The single best way to determine if you are gluten intolerant is to take gluten out of your diet for at least 30 days, then reintroduce it. If you feel significantly better without gluten or feel worse when you reintroduce it, then gluten is likely a problem for you, even if your lab tests are negative. Lab testing for both is available as well. However, there are some problems with this testing. For more information regarding this click here.
How do I treat gluten intolerance or celiac disease?
Firstly, eliminate all gluten from your diet. Trace amounts of gluten from cross-contamination or medications can be enough to cause an immune reaction in your body. You need to check all labels, on food, medications, supplements and anything that you ingest.
What is the link between gluten, systemic inflammation and autoimmune disease?
Gluten can cause inflammation in the gut and consequently also in the body. This inflammation in the gut can also cause a ‘leaky gut’. You will find more info on this here. Unfortunately, the antibodies produced by the body as a reaction to gluten can often get confused and end up attacking other organs and systems, from the skin to the thyroid to the brain. Therefore, gluten intolerance is frequently paired with autoimmune conditions and that is why people with celiac disease are at risk of developing a second autoimmune disease. I would suggest that if you have an autoimmune disease you get tested for gluten sensitivity, and if you’re gluten intolerant, you should get screened for autoimmunity.
Tips for eating gluten free
Eating gluten free doesn’t mean eating grain free. There are a wide variety of gluten free healthy grains available that have been part of our human diet for thousands of years. Organic, whole and unprocessed grains have the highest nutritional value. It is important to buy organic grains to avoid any toxins from pesticides and fertilizers. Non-organic grains are not only sprayed when growing but also during storage.

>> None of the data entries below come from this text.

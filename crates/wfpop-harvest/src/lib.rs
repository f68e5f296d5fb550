//! Rate-limited harvest orchestration.

pub mod backoff;
pub mod orchestrator;

pub use backoff::{BackoffPolicy, Sleeper, TokioSleeper};
pub use orchestrator::{plan_units, HarvestUnit, Orchestrator, RunState, RunSummary};
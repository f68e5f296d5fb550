use axum::{
    extract::{Query, State},
    Extension, Json,
};
use serde::Deserialize;
use wfpop_core::{project, WorkflowFilter, WorkflowView};

use crate::middleware::RequestId;

use super::{map_db_error, ApiError, ApiResponse, AppState, ResponseMeta};

#[derive(Debug, Deserialize)]
pub(super) struct WorkflowsQuery {
    pub platform: Option<String>,
    pub country: Option<String>,
}

pub(super) async fn list_workflows(
    State(state): State<AppState>,
    Extension(req_id): Extension<RequestId>,
    Query(query): Query<WorkflowsQuery>,
) -> Result<Json<ApiResponse<Vec<WorkflowView>>>, ApiError> {
    let filter = WorkflowFilter::new(query.platform.as_deref(), query.country.as_deref());

    let rows = wfpop_db::list_workflows(&state.pool, &filter)
        .await
        .map_err(|e| map_db_error(req_id.0.clone(), &e))?;

    let data = rows
        .into_iter()
        .map(|row| project(&row.into_stored()))
        .collect();

    Ok(Json(ApiResponse {
        data,
        meta: ResponseMeta::new(req_id.0),
    }))
}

A wheat and gluten-free diet can be low in fibre as many of the alternative flours are lower in fibre than whole grain varieties (see below). Higher fibre alternatives include:
• flours from buckwheat, chickpeas, rice bran, brown rice
• grains such as amaranth, barley, buckwheat, millet, brown rice, polenta, quinoa
• fruit and vegetables.
This blog post here will give you some ideas on how to start eating gluten free.
It’s interesting to note that oats are often tolerated by gluten sensitive people. Oats do not contain the irritating gluten gliadin found in wheat. However, oats do contain the protein avenin which can trigger a reaction in some celiacs. Several studies have confirmed that a moderate amount of oats – around 40-60g a day – are not harmful to some celiacs (who cannot tolerate any gluten at all), although highly reactive people are still advised to avoid them.
Are all gluten free products healthier?
Often, no. They’re still highly refined and processed foods that send blood sugars sky-high, without providing any real nutrients or fibre. For example, flours made from arrowroot, sago, tapioca, potatoes, soy, corn and white rice are gluten free starches that have been refined and only supply empty calories with no nutritional value. Products made by these (biscuits, bread, pasta etc.) are best left on the shelves or only have these occasionally as a treat. You can get better nutrient-dense sources of carbohydrates such as potatoes (with skin), kumara, pumpkin, beetroot, carrots, parsnip, turnip and the grains and flours mentioned above.
If you like this blog post and would like to hear more then click on this link to subscribe to my newsletter https://turningpointnz.com/blog/#newsletter
The advice written in this blog post is not intended to be a substitute for direct, personalized advice from a health professional.
Note: (*1) It is important to note that avoiding wheat is not the same as avoiding gluten. Gluten is a protein found mainly in wheat, barley, oats, triticale, spelt and rye. This means that wheat products labelled ‘wheat-free’ are not necessarily gluten-free, but products labelled ‘gluten-free’ are often wheat-free. There are, however, some ingredients derived from wheat (e.g. wheat glucose syrup, wheat maltodextrin) that contain no detectable gluten but still might contain other wheat proteins, so they are not suitable for a wheat-free diet.